> _Exercise prompt_
An exact copy of all the entries is what is needed here.

---*---

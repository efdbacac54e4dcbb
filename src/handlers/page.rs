use actix_web::{web, HttpResponse};

use crate::cache::RenderCache;
use crate::errors::AppError;
use crate::page::{load_cached, PageSnapshot, PanelStores};

/// The three lists as one snapshot. If any of them fails to load only the
/// error list is returned.
pub async fn get_page(
    stores: web::Data<PanelStores>,
    cache: web::Data<RenderCache<PageSnapshot>>,
) -> Result<HttpResponse, AppError> {
    let snapshot = load_cached(&stores, &cache).await?;
    Ok(HttpResponse::Ok().json(snapshot))
}
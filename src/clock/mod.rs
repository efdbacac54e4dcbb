use log::info;
use uuid::Uuid;

use crate::cache::{Revalidate, ATTENDANCE_PATH};
use crate::errors::AppError;
use crate::models::{ClockEvent, ClockEventKind, NewClockEvent};
use crate::store::ClockEventStore;

/// Records a clock-in or clock-out for `employee_id`, stamped with the
/// store's current date and time.
///
/// `kind` must be `CLOCK_IN` or `CLOCK_OUT`; anything else fails validation
/// and nothing is written.
pub async fn record_clock_event(
    store: &dyn ClockEventStore,
    cache: &dyn Revalidate,
    employee_id: Uuid,
    kind: &str,
) -> Result<ClockEvent, AppError> {
    let kind: ClockEventKind = kind.parse()?;
    let event = store.record(NewClockEvent { employee_id, kind }).await?;
    info!("Recorded {} for employee {}", event.kind, event.employee_id);
    cache.revalidate(ATTENDANCE_PATH);
    Ok(event)
}

#[cfg(test)]
mod tests {
    use std::sync::Arc;

    use super::*;
    use crate::cache::{NoCache, RenderCache};
    use crate::models::{Employee, EmployeeDraft};
    use crate::store::{MemoryClockEventStore, MemoryStore, RecordStore};

    async fn store_with_employee() -> (MemoryClockEventStore, Uuid) {
        let employees = Arc::new(MemoryStore::<Employee>::new());
        let employee = employees
            .create(&EmployeeDraft {
                name: "Ana".into(),
                age: 30,
                gender: "femenino".into(),
                email: "ana@example.com".into(),
            })
            .await
            .unwrap();
        (MemoryClockEventStore::new(employees), employee.id)
    }

    #[tokio::test]
    async fn rejects_unknown_kinds_without_writing() {
        let (store, employee_id) = store_with_employee().await;
        let err = record_clock_event(&store, &NoCache, employee_id, "LUNCH")
            .await
            .unwrap_err();
        assert!(matches!(err, AppError::Validation(_)));
        assert!(store.is_empty());
    }

    #[tokio::test]
    async fn records_and_invalidates_attendance() {
        let (store, employee_id) = store_with_employee().await;
        let cache = RenderCache::new();
        cache.put_if_current(ATTENDANCE_PATH, 1u8, cache.generation());

        let event = record_clock_event(&store, &cache, employee_id, "CLOCK_IN")
            .await
            .unwrap();

        assert_eq!(event.kind, ClockEventKind::ClockIn);
        assert_eq!(event.employee_id, employee_id);
        assert_eq!(store.len(), 1);
        assert_eq!(cache.get(ATTENDANCE_PATH), None);
    }

    #[tokio::test]
    async fn store_failures_propagate() {
        let (store, employee_id) = store_with_employee().await;
        store.fail_with("connection reset");
        let err = record_clock_event(&store, &NoCache, employee_id, "CLOCK_OUT")
            .await
            .unwrap_err();
        assert_eq!(err, AppError::DatabaseError("connection reset".into()));
    }

    #[tokio::test]
    async fn unknown_employee_is_not_found_and_keeps_the_cache() {
        let (store, _) = store_with_employee().await;
        let cache = RenderCache::new();
        cache.put_if_current(ATTENDANCE_PATH, 1u8, cache.generation());

        let err = record_clock_event(&store, &cache, Uuid::new_v4(), "CLOCK_IN")
            .await
            .unwrap_err();

        assert!(matches!(err, AppError::NotFound(_)));
        assert!(store.is_empty());
        assert_eq!(cache.get(ATTENDANCE_PATH), Some(1));
    }
}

---*---

> _Response to this exercise_
repository efdbacac54e4dcbb
filename src/handlers/page.rs
use actix_web::{web, HttpResponse};

use crate::cache::RenderCache;
use crate::errors::AppError;
use crate::page::{load_cached, PageSnapshot, PanelStores};

/// The three lists as one snapshot. If any of them fails to load only the
/// error list is returned.
pub async fn get_page(
    stores: web::Data<PanelStores>,
    cache: web::Data<RenderCache<PageSnapshot>>,
) -> Result<HttpResponse, AppError> {
    let snapshot = load_cached(&stores, &cache).await?;
    Ok(HttpResponse::Ok().json(snapshot))
}
filename src/clock/mod.rs
repository efdbacac54e4dcbb
use log::info;
use uuid::Uuid;

use crate::cache::{Revalidate, ATTENDANCE_PATH};
use crate::errors::AppError;
use crate::models::{ClockEvent, ClockEventKind, NewClockEvent};
use crate::store::ClockEventStore;

/// Records a clock-in or clock-out for `employee_id`, stamped with the
/// store's current date and time.
///
/// `kind` must be `CLOCK_IN` or `CLOCK_OUT`; anything else fails validation
/// and nothing is written.
pub async fn record_clock_event(
    store: &dyn ClockEventStore,
    cache: &dyn Revalidate,
    employee_id: Uuid,
    kind: &str,
) -> Result<ClockEvent, AppError> {
    let kind: ClockEventKind = kind.parse()?;
    let event = store.record(NewClockEvent { employee_id, kind }).await?;
    info!("Recorded {} for employee {}", event.kind, event.employee_id);
    cache.revalidate(ATTENDANCE_PATH);
    Ok(event)
}

#[cfg(test)]
mod tests {
    use std::sync::Arc;

    use super::*;
    use crate::cache::{NoCache, RenderCache};
    use crate::models::{Employee, EmployeeDraft};
    use crate::store::{MemoryClockEventStore, MemoryStore, RecordStore};

    async fn store_with_employee() -> (MemoryClockEventStore, Uuid) {
        let employees = Arc::new(MemoryStore::<Employee>::new());
        let employee = employees
            .create(&EmployeeDraft {
                name: "Ana".into(),
                age: 30,
                gender: "femenino".into(),
                email: "ana@example.com".into(),
            })
            .await
            .unwrap();
        (MemoryClockEventStore::new(employees), employee.id)
    }

    #[tokio::test]
    async fn rejects_unknown_kinds_without_writing() {
        let (store, employee_id) = store_with_employee().await;
        let err = record_clock_event(&store, &NoCache, employee_id, "LUNCH")
            .await
            .unwrap_err();
        assert!(matches!(err, AppError::Validation(_)));
        assert!(store.is_empty());
    }

    #[tokio::test]
    async fn records_and_invalidates_attendance() {
        let (store, employee_id) = store_with_employee().await;
        let cache = RenderCache::new();
        cache.put_if_current(ATTENDANCE_PATH, 1u8, cache.generation());

        let event = record_clock_event(&store, &cache, employee_id, "CLOCK_IN")
            .await
            .unwrap();

        assert_eq!(event.kind, ClockEventKind::ClockIn);
        assert_eq!(event.employee_id, employee_id);
        assert_eq!(store.len(), 1);
        assert_eq!(cache.get(ATTENDANCE_PATH), None);
    }

    #[tokio::test]
    async fn store_failures_propagate() {
        let (store, employee_id) = store_with_employee().await;
        store.fail_with("connection reset");
        let err = record_clock_event(&store, &NoCache, employee_id, "CLOCK_OUT")
            .await
            .unwrap_err();
        assert_eq!(err, AppError::DatabaseError("connection reset".into()));
    }

    #[tokio::test]
    async fn unknown_employee_is_not_found_and_keeps_the_cache() {
        let (store, _) = store_with_employee().await;
        let cache = RenderCache::new();
        cache.put_if_current(ATTENDANCE_PATH, 1u8, cache.generation());

        let err = record_clock_event(&store, &cache, Uuid::new_v4(), "CLOCK_IN")
            .await
            .unwrap_err();

        assert!(matches!(err, AppError::NotFound(_)));
        assert!(store.is_empty());
        assert_eq!(cache.get(ATTENDANCE_PATH), Some(1));
    }
}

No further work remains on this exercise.